DATASET CONTENT:
//! Coin amounts.
//!
//! Amounts are represented as fixed-point integers (atoms) to avoid
//! floating-point drift when summing outputs. The node reports output values
//! as floating-point coins; [`Amount::from_coins`] is the only lossy step.

use serde::{Deserialize, Serialize};
use std::fmt;
use std::iter::Sum;
use std::ops::Add;

/// Number of atoms in one coin.
pub const ATOMS_PER_COIN: i64 = 100_000_000;

/// A coin amount in atoms.
#[derive(Clone, Copy, Debug, Default, PartialEq, Eq, PartialOrd, Ord, Hash, Serialize, Deserialize)]
pub struct Amount(i64);

impl Amount {
    pub const ZERO: Self = Self(0);

    pub fn from_atoms(atoms: i64) -> Self {
        Self(atoms)
    }

    /// Convert a floating-point coin value, rounding to the nearest atom.
    pub fn from_coins(coins: f64) -> Self {
        if !coins.is_finite() {
            return Self::ZERO;
        }
        Self((coins * ATOMS_PER_COIN as f64).round() as i64)
    }

    pub fn atoms(&self) -> i64 {
        self.0
    }

    pub fn to_coins(&self) -> f64 {
        self.0 as f64 / ATOMS_PER_COIN as f64
    }

    pub fn is_zero(&self) -> bool {
        self.0 == 0
    }
}

impl Add for Amount {
    type Output = Self;
    fn add(self, rhs: Self) -> Self {
        Self(self.0.saturating_add(rhs.0))
    }
}

impl Sum for Amount {
    fn sum<I: Iterator<Item = Self>>(iter: I) -> Self {
        iter.fold(Self::ZERO, Add::add)
    }
}

impl fmt::Display for Amount {
    fn fmt(&self, f: &mut fmt::Formatter<'_>) -> fmt::Result {
        write!(f, "{:.8} DCR", self.to_coins())
    }
}
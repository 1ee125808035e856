use pulse_ledger::LedgerError;
use thiserror::Error;

#[derive(Debug, Error)]
pub enum TreasuryError {
    #[error("ledger source not available")]
    SourceUnavailable,

    #[error("scan already in progress")]
    ScanInProgress,

    #[error("failed to get current height: {0}")]
    ChainTip(#[source] LedgerError),

    #[error("ledger error: {0}")]
    Ledger(#[from] LedgerError),

    #[error("config error: {0}")]
    Config(String),
}
//! dcrd JSON-RPC client.

use async_trait::async_trait;
use serde::de::DeserializeOwned;
use serde_json::Value;
use std::path::PathBuf;
use std::sync::atomic::{AtomicU64, Ordering};
use std::time::Duration;
use tracing::{debug, trace};

use pulse_ledger::{BlockInfo, LedgerError, LedgerSource, TxRecord};
use pulse_types::{Amount, BlockHash, Timestamp, TxHash};

use crate::envelope::{
    decode_response, BlockHeaderResult, RpcRequest, TreasuryBalanceResult, VerboseMempool,
};
use crate::RpcError;

/// Default connection timeout.
const DEFAULT_CONNECT_TIMEOUT: Duration = Duration::from_secs(5);

/// Connection settings for [`DcrdClient`].
#[derive(Clone, Debug)]
pub struct DcrdClientConfig {
    pub url: String,
    pub user: String,
    pub password: String,
    /// PEM certificate to trust in addition to the system roots.
    pub cert: Option<PathBuf>,
    pub timeout: Duration,
}

/// Client for a dcrd node's JSON-RPC endpoint.
pub struct DcrdClient {
    /// HTTP client (reusable connection pool).
    http_client: reqwest::Client,
    url: String,
    user: String,
    password: String,
    next_id: AtomicU64,
}

impl DcrdClient {
    pub fn new(config: DcrdClientConfig) -> Result<Self, RpcError> {
        let mut builder = reqwest::Client::builder()
            .timeout(config.timeout)
            .connect_timeout(DEFAULT_CONNECT_TIMEOUT);

        if let Some(path) = &config.cert {
            let pem = std::fs::read(path)
                .map_err(|e| RpcError::Certificate(format!("{}: {e}", path.display())))?;
            let cert = reqwest::Certificate::from_pem(&pem)
                .map_err(|e| RpcError::Certificate(format!("{}: {e}", path.display())))?;
            builder = builder.add_root_certificate(cert);
        }

        let http_client = builder
            .build()
            .map_err(|e| RpcError::Request(format!("failed to build HTTP client: {e}")))?;

        Ok(Self {
            http_client,
            url: config.url,
            user: config.user,
            password: config.password,
            next_id: AtomicU64::new(1),
        })
    }

    pub fn url(&self) -> &str {
        &self.url
    }

    /// Issue one JSON-RPC call and decode its result.
    pub async fn call<T: DeserializeOwned>(
        &self,
        method: &str,
        params: Vec<Value>,
    ) -> Result<T, RpcError> {
        let id = self.next_id.fetch_add(1, Ordering::Relaxed);
        let request = RpcRequest::new(id, method, params);
        trace!(id, method, "rpc request");

        let response = self
            .http_client
            .post(&self.url)
            .basic_auth(&self.user, Some(&self.password))
            .json(&request)
            .send()
            .await?;

        let status = response.status();
        if status == reqwest::StatusCode::UNAUTHORIZED {
            return Err(RpcError::Unauthorized);
        }
        let body = response.bytes().await?;

        // dcrd reports method errors with a non-2xx status and a JSON body.
        match decode_response(&body) {
            Err(RpcError::InvalidResponse(_)) if !status.is_success() => {
                Err(RpcError::Http(status.as_u16()))
            }
            result => {
                if let Err(e) = &result {
                    debug!(id, method, error = %e, "rpc call failed");
                }
                result
            }
        }
    }

    async fn get_block_count(&self) -> Result<i64, RpcError> {
        self.call("getblockcount", vec![]).await
    }

    async fn get_block_hash(&self, height: i64) -> Result<BlockHash, RpcError> {
        let hash: String = self.call("getblockhash", vec![Value::from(height)]).await?;
        hash.parse()
            .map_err(|e| RpcError::InvalidResponse(format!("block hash {hash}: {e}")))
    }

    async fn get_block(&self, hash: &BlockHash) -> Result<BlockInfo, RpcError> {
        // verbose, without expanded transactions
        self.call(
            "getblock",
            vec![
                Value::from(hash.to_string()),
                Value::from(true),
                Value::from(false),
            ],
        )
        .await
    }

    async fn get_raw_transaction(&self, txid: &TxHash) -> Result<TxRecord, RpcError> {
        self.call(
            "getrawtransaction",
            vec![Value::from(txid.to_string()), Value::from(1)],
        )
        .await
    }

    async fn get_raw_mempool(&self) -> Result<Vec<TxHash>, RpcError> {
        let entries: VerboseMempool = self.call("getrawmempool", vec![Value::from(true)]).await?;
        entries
            .keys()
            .map(|id| {
                id.parse()
                    .map_err(|e| RpcError::InvalidResponse(format!("mempool id {id}: {e}")))
            })
            .collect()
    }

    async fn get_block_header(&self, hash: &BlockHash) -> Result<BlockHeaderResult, RpcError> {
        self.call("getblockheader", vec![Value::from(hash.to_string())])
            .await
    }

    async fn get_treasury_balance(&self) -> Result<TreasuryBalanceResult, RpcError> {
        self.call("gettreasurybalance", vec![]).await
    }
}

#[async_trait]
impl LedgerSource for DcrdClient {
    async fn current_height(&self) -> Result<i64, LedgerError> {
        Ok(self.get_block_count().await?)
    }

    async fn block_hash_at(&self, height: i64) -> Result<BlockHash, LedgerError> {
        Ok(self.get_block_hash(height).await?)
    }

    async fn block_by_hash(&self, hash: &BlockHash) -> Result<BlockInfo, LedgerError> {
        Ok(self.get_block(hash).await?)
    }

    async fn transaction_by_hash(&self, txid: &TxHash) -> Result<TxRecord, LedgerError> {
        Ok(self.get_raw_transaction(txid).await?)
    }

    async fn mempool_tx_ids(&self) -> Result<Vec<TxHash>, LedgerError> {
        Ok(self.get_raw_mempool().await?)
    }

    async fn block_header_time(&self, hash: &BlockHash) -> Result<Timestamp, LedgerError> {
        let header = self.get_block_header(hash).await?;
        Ok(Timestamp::from_unix(header.time))
    }

    async fn treasury_balance(&self) -> Result<Amount, LedgerError> {
        let result = self.get_treasury_balance().await?;
        debug!(height = result.height, atoms = result.balance, "treasury balance");
        Ok(Amount::from_atoms(result.balance))
    }
}
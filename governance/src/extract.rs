//! Build spend records from classified transactions.

use pulse_ledger::{BlockInfo, TxRecord};
use pulse_types::spend::{STATUS_VOTING, VOTE_RESULT_APPROVED};
use pulse_types::{SpendHistoryRecord, SpendRecord, Timestamp};

/// Record for a spend pending in the mempool at chain height `current_height`.
pub fn spend_record(tx: &TxRecord, current_height: i64, detected_at: Timestamp) -> SpendRecord {
    let expiry_height = i64::from(tx.expiry.unwrap_or(0));
    SpendRecord {
        tx_hash: tx.txid,
        amount: tx.total_output(),
        payee: tx.first_payee().unwrap_or_default().to_string(),
        expiry_height,
        current_height,
        blocks_remaining: expiry_height - current_height,
        status: STATUS_VOTING.to_string(),
        detected_at,
    }
}

/// Record for a spend mined in `block`.
///
/// The vote result is always recorded as approved: a mined spend passed its vote.
pub fn history_record(tx: &TxRecord, block: &BlockInfo) -> SpendHistoryRecord {
    SpendHistoryRecord {
        tx_hash: tx.txid,
        amount: tx.total_output(),
        payee: tx.first_payee().unwrap_or_default().to_string(),
        block_height: block.height,
        block_hash: block.hash,
        timestamp: block.time,
        vote_result: VOTE_RESULT_APPROVED.to_string(),
    }
}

TASK STATEMENT: Return nothing but the lines from the first line of the listing through the line with "use async_trait::async_trait;", please, keeping every one of them unchanged.

WRITTEN SOLUTION:
//! Coin amounts.
//!
//! Amounts are represented as fixed-point integers (atoms) to avoid
//! floating-point drift when summing outputs. The node reports output values
//! as floating-point coins; [`Amount::from_coins`] is the only lossy step.

use serde::{Deserialize, Serialize};
use std::fmt;
use std::iter::Sum;
use std::ops::Add;

/// Number of atoms in one coin.
pub const ATOMS_PER_COIN: i64 = 100_000_000;

/// A coin amount in atoms.
#[derive(Clone, Copy, Debug, Default, PartialEq, Eq, PartialOrd, Ord, Hash, Serialize, Deserialize)]
pub struct Amount(i64);

impl Amount {
    pub const ZERO: Self = Self(0);

    pub fn from_atoms(atoms: i64) -> Self {
        Self(atoms)
    }

    /// Convert a floating-point coin value, rounding to the nearest atom.
    pub fn from_coins(coins: f64) -> Self {
        if !coins.is_finite() {
            return Self::ZERO;
        }
        Self((coins * ATOMS_PER_COIN as f64).round() as i64)
    }

    pub fn atoms(&self) -> i64 {
        self.0
    }

    pub fn to_coins(&self) -> f64 {
        self.0 as f64 / ATOMS_PER_COIN as f64
    }

    pub fn is_zero(&self) -> bool {
        self.0 == 0
    }
}

impl Add for Amount {
    type Output = Self;
    fn add(self, rhs: Self) -> Self {
        Self(self.0.saturating_add(rhs.0))
    }
}

impl Sum for Amount {
    fn sum<I: Iterator<Item = Self>>(iter: I) -> Self {
        iter.fold(Self::ZERO, Add::add)
    }
}

impl fmt::Display for Amount {
    fn fmt(&self, f: &mut fmt::Formatter<'_>) -> fmt::Result {
        write!(f, "{:.8} DCR", self.to_coins())
    }
}
repository 1ee125808035e856
use pulse_ledger::LedgerError;
use thiserror::Error;

#[derive(Debug, Error)]
pub enum TreasuryError {
    #[error("ledger source not available")]
    SourceUnavailable,

    #[error("scan already in progress")]
    ScanInProgress,

    #[error("failed to get current height: {0}")]
    ChainTip(#[source] LedgerError),

    #[error("ledger error: {0}")]
    Ledger(#[from] LedgerError),

    #[error("config error: {0}")]
    Config(String),
}
//! dcrd JSON-RPC client.

use async_trait::async_trait;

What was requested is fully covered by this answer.